Aluk Todolo est maintenant installé et commence à jouer les morceaux de Lux, peut-être dans l'ordre, je ne suis pas sûr mais ce n'est pas bien grave tant le pouvoir de fascination et d'immersion que génèrent leurs compositions l'emporte sur tout le reste. La basse de Matthieu Canaguier est lourde, la guitare de Shantidas Riedacker croule sous les effets et la batterie d'Antoine Hadjioannou fait pétarader des rythmiques répétitives et alambiquées plongeant l'auditoire dans une transe des ténèbres. Je l'avais déjà relevé lors de l'écoute de leurs albums mais c'est encore plus flagrant sur scène : leur musique me fait penser à une version black metal de The Psychic Paramount, groupe américain auteur de deux albums que j'adore mais que je n'ai malheureusement jamais pu voir sur scène. Ce soir, Aluk Todolo comble ce manque à sa manière, soit dans un raffut que je ne suis pas prêt d'oublier. Les compositions que joue le groupe sur scène s'étendent sur la durée et ouvrent la voie à de longs tunnels d'improvisations psychédéliques que les membres savent aiguiller par de discrets jeux de regard. Lors de l'une de ces errances contrôlées, Shantidas Riedacker pose sa guitare encore électrisée pour prendre son pedal board dans les bras en jouant avec ses effets comme s'il s'agissait d'un keytar.
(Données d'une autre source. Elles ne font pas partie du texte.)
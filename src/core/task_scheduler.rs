//! 任务调度：有界提交队列 + 固定数量的工作协程
//!
//! 队列满时 submit 立即返回 QueueFull（背压，不缓冲）；每个工作协程从共享接收端取任务，
//! 在 Engine 控制循环中运行到终态。调用方通过 TaskHandle 或 status(id) 查询进度，通过 cancel 取消。
//! 任务结束后从活动表移出，只保留最近 retain_finished 条终态 TaskView。

use std::collections::{HashMap, VecDeque};
use std::sync::atomic::{AtomicUsize, Ordering};
use std::sync::{Arc, Mutex, PoisonError, RwLock};

use serde::Serialize;
use tokio::sync::mpsc::error::TrySendError;
use tokio::sync::{mpsc, oneshot, watch};
use tokio::task::JoinHandle;
use tokio_util::sync::CancellationToken;

use crate::config::SchedulerConfig;
use crate::core::engine::Engine;
use crate::core::history::{TaskRecord, TerminalOutcome};
use crate::core::{EngineError, Task, TaskId, TaskView};

struct Job {
    task: Task,
    cancel: CancellationToken,
    progress: watch::Sender<TaskView>,
    done: oneshot::Sender<TerminalOutcome>,
}

struct Entry {
    view: watch::Receiver<TaskView>,
    cancel: CancellationToken,
}

/// 活动任务 + 有界的终态视图
struct TaskTable {
    live: HashMap<TaskId, Entry>,
    finished: HashMap<TaskId, TaskView>,
    order: VecDeque<TaskId>,
    retain: usize,
}

impl TaskTable {
    fn new(retain: usize) -> Self {
        Self {
            live: HashMap::new(),
            finished: HashMap::new(),
            order: VecDeque::new(),
            retain,
        }
    }

    fn finish(&mut self, id: TaskId, view: TaskView) {
        self.live.remove(&id);
        if self.retain == 0 {
            return;
        }
        self.finished.insert(id, view);
        self.order.push_back(id);
        while self.order.len() > self.retain {
            if let Some(oldest) = self.order.pop_front() {
                self.finished.remove(&oldest);
            }
        }
    }
}

type SharedTable = Arc<RwLock<TaskTable>>;

#[derive(Default)]
struct Counters {
    queued: AtomicUsize,
    running: AtomicUsize,
    completed: AtomicUsize,
    failed: AtomicUsize,
}

/// 调度器整体状态
#[derive(Debug, Clone, PartialEq, Eq, Serialize)]
pub struct SchedulerStats {
    pub queued: usize,
    pub running: usize,
    pub completed: usize,
    pub failed: usize,
    pub capacity: usize,
    pub workers: usize,
}

/// 已提交任务的句柄
pub struct TaskHandle {
    id: TaskId,
    cancel: CancellationToken,
    view: watch::Receiver<TaskView>,
    done: oneshot::Receiver<TerminalOutcome>,
}

impl TaskHandle {
    pub fn id(&self) -> TaskId {
        self.id
    }

    /// 请求取消；在下一个阶段边界生效
    pub fn cancel(&self) {
        self.cancel.cancel();
    }

    pub fn status(&self) -> TaskView {
        self.view.borrow().clone()
    }

    /// 订阅进度变化
    pub fn watch(&self) -> watch::Receiver<TaskView> {
        self.view.clone()
    }

    /// 等待终态
    pub async fn outcome(self) -> Result<TerminalOutcome, EngineError> {
        self.done.await.map_err(|_| EngineError::SchedulerClosed)
    }
}

pub struct TaskScheduler {
    sender: Mutex<Option<mpsc::Sender<Job>>>,
    tasks: SharedTable,
    counters: Arc<Counters>,
    workers: Mutex<Vec<JoinHandle<()>>>,
    capacity: usize,
    worker_count: usize,
}

impl TaskScheduler {
    /// 启动工作协程；必须在 tokio 运行时内调用
    pub fn start(engine: Arc<Engine>, config: &SchedulerConfig) -> Self {
        let capacity = config.queue_capacity.max(1);
        let worker_count = config.workers.max(1);
        let (tx, rx) = mpsc::channel::<Job>(capacity);
        let rx = Arc::new(tokio::sync::Mutex::new(rx));
        let counters = Arc::new(Counters::default());
        let tasks: SharedTable = Arc::new(RwLock::new(TaskTable::new(config.retain_finished)));

        let workers = (0..worker_count)
            .map(|worker| {
                tokio::spawn(worker_loop(
                    worker,
                    Arc::clone(&engine),
                    Arc::clone(&rx),
                    Arc::clone(&counters),
                    Arc::clone(&tasks),
                ))
            })
            .collect();
        tracing::info!(workers = worker_count, capacity, "Task scheduler started");

        Self {
            sender: Mutex::new(Some(tx)),
            tasks,
            counters,
            workers: Mutex::new(workers),
            capacity,
            worker_count,
        }
    }

    /// 提交任务；队列满时立即返回 QueueFull
    pub fn submit(&self, task: Task) -> Result<TaskHandle, EngineError> {
        let sender = self
            .sender
            .lock()
            .unwrap_or_else(PoisonError::into_inner)
            .clone()
            .ok_or(EngineError::SchedulerClosed)?;

        let id = task.id;
        let (progress, view) = watch::channel(TaskView::project(&TaskRecord::new(task.clone())));
        let (done_tx, done_rx) = oneshot::channel();
        let cancel = CancellationToken::new();
        let job = Job {
            task,
            cancel: cancel.clone(),
            progress,
            done: done_tx,
        };

        // 先登记再入队，工作协程结束任务时表项必然已存在
        self.tasks.write().unwrap_or_else(PoisonError::into_inner).live.insert(
            id,
            Entry {
                view: view.clone(),
                cancel: cancel.clone(),
            },
        );
        self.counters.queued.fetch_add(1, Ordering::SeqCst);
        if let Err(e) = sender.try_send(job) {
            self.counters.queued.fetch_sub(1, Ordering::SeqCst);
            self.tasks.write().unwrap_or_else(PoisonError::into_inner).live.remove(&id);
            return Err(match e {
                TrySendError::Full(_) => {
                    tracing::warn!(task_id = %id, capacity = self.capacity, "Submission rejected, queue full");
                    EngineError::QueueFull {
                        capacity: self.capacity,
                    }
                }
                TrySendError::Closed(_) => EngineError::SchedulerClosed,
            });
        }

        tracing::debug!(task_id = %id, "Task queued");
        Ok(TaskHandle {
            id,
            cancel,
            view,
            done: done_rx,
        })
    }

    /// 活动任务的最新进度，或仍在保留范围内的终态视图
    pub fn status(&self, id: TaskId) -> Option<TaskView> {
        let tasks = self.tasks.read().unwrap_or_else(PoisonError::into_inner);
        match tasks.live.get(&id) {
            Some(entry) => Some(entry.view.borrow().clone()),
            None => tasks.finished.get(&id).cloned(),
        }
    }

    /// 已结束的任务取消为空操作
    pub fn cancel(&self, id: TaskId) -> Result<(), EngineError> {
        let tasks = self.tasks.read().unwrap_or_else(PoisonError::into_inner);
        if let Some(entry) = tasks.live.get(&id) {
            entry.cancel.cancel();
            tracing::info!(task_id = %id, "Cancellation requested");
            return Ok(());
        }
        if tasks.finished.contains_key(&id) {
            return Ok(());
        }
        Err(EngineError::TaskNotFound(id))
    }

    pub fn stats(&self) -> SchedulerStats {
        SchedulerStats {
            queued: self.counters.queued.load(Ordering::SeqCst),
            running: self.counters.running.load(Ordering::SeqCst),
            completed: self.counters.completed.load(Ordering::SeqCst),
            failed: self.counters.failed.load(Ordering::SeqCst),
            capacity: self.capacity,
            workers: self.worker_count,
        }
    }

    /// 停止接收新任务并等待工作协程退出；cancel_running 为 true 时取消所有未结束的任务
    pub async fn shutdown(&self, cancel_running: bool) {
        self.sender
            .lock()
            .unwrap_or_else(PoisonError::into_inner)
            .take();
        if cancel_running {
            for entry in self.tasks.read().unwrap_or_else(PoisonError::into_inner).live.values() {
                entry.cancel.cancel();
            }
        }
        let workers = std::mem::take(&mut *self.workers.lock().unwrap_or_else(PoisonError::into_inner));
        for handle in workers {
            if let Err(e) = handle.await {
                tracing::warn!(error = %e, "Worker task ended abnormally");
            }
        }
        tracing::info!(stats = ?self.stats(), "Task scheduler stopped");
    }
}

async fn worker_loop(
    worker: usize,
    engine: Arc<Engine>,
    rx: Arc<tokio::sync::Mutex<mpsc::Receiver<Job>>>,
    counters: Arc<Counters>,
    tasks: SharedTable,
) {
    loop {
        let job = rx.lock().await.recv().await;
        let Some(job) = job else {
            break;
        };
        counters.queued.fetch_sub(1, Ordering::SeqCst);
        counters.running.fetch_add(1, Ordering::SeqCst);

        let id = job.task.id;
        tracing::debug!(worker, task_id = %id, "Worker picked up task");
        let outcome = engine
            .run_with_progress(job.task, &job.cancel, Some(&job.progress))
            .await;

        counters.running.fetch_sub(1, Ordering::SeqCst);
        if outcome.is_completed() {
            counters.completed.fetch_add(1, Ordering::SeqCst);
        } else {
            counters.failed.fetch_add(1, Ordering::SeqCst);
        }
        let view = job.progress.borrow().clone();
        tasks.write().unwrap_or_else(PoisonError::into_inner).finish(id, view);
        if job.done.send(outcome).is_err() {
            tracing::debug!(task_id = %id, "Task handle dropped before completion");
        }
    }
    tracing::debug!(worker, "Worker exited");
}

#[cfg(test)]
mod tests {
    use super::*;
    use crate::core::{Task, TaskStatus};

    fn view(task: &Task, status: TaskStatus) -> TaskView {
        let mut view = TaskView::project(&TaskRecord::new(task.clone()));
        view.status = status;
        view
    }

    #[test]
    fn test_finished_views_are_bounded() {
        let mut table = TaskTable::new(2);
        let tasks: Vec<Task> = (0..3).map(|i| Task::new(format!("t{i}"))).collect();
        for task in &tasks {
            let (_tx, rx) = watch::channel(view(task, TaskStatus::Pending));
            table.live.insert(
                task.id,
                Entry {
                    view: rx,
                    cancel: CancellationToken::new(),
                },
            );
        }
        for task in &tasks {
            table.finish(task.id, view(task, TaskStatus::Completed));
        }
        assert!(table.live.is_empty());
        assert_eq!(table.finished.len(), 2);
        assert!(!table.finished.contains_key(&tasks[0].id));
        assert_eq!(table.finished[&tasks[2].id].status, TaskStatus::Completed);
    }

    #[test]
    fn test_zero_retention_keeps_nothing() {
        let mut table = TaskTable::new(0);
        let task = Task::new("t");
        table.finish(task.id, view(&task, TaskStatus::Failed));
        assert!(table.finished.is_empty());
        assert!(table.order.is_empty());
    }
}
Puis le repose afin de nous offrir un petit instant de mise en scène en manipulant l'ampoule, qui depuis avait viré au rouge, dans une gestuelle évoquant un obscure rituel. Ça c'était le grand moment Woodstock 2025.
Le concert se termine en nous laissant estomaqué par une telle prestation, exténuante psychiquement et physiquement pour nous et je n'ose imaginer pour eux. La prestation est si magistrale que l'on hésite à demander un rappel, mais on le demande quand même. Aluk Todolo revient alors nous achever avec un ultime morceau que je ne reconnais pas et sûrement issu d'un album plus ancien. La rythmique se fait plus binaire, presque krautrock sur les bords, les membres du groupe semblent fatigués mais nous offrent un dernier sprint des enfers en nous envoyant au paradis. Introspectif, immersif, cathartique, exaltant… On utilise parfois ces mots à la va-vite sans en avoir ressenti les effets durables, autant dire qu'Aluk Todolo nous en a pleinement rappelé la saveur lors de cette soirée marquante.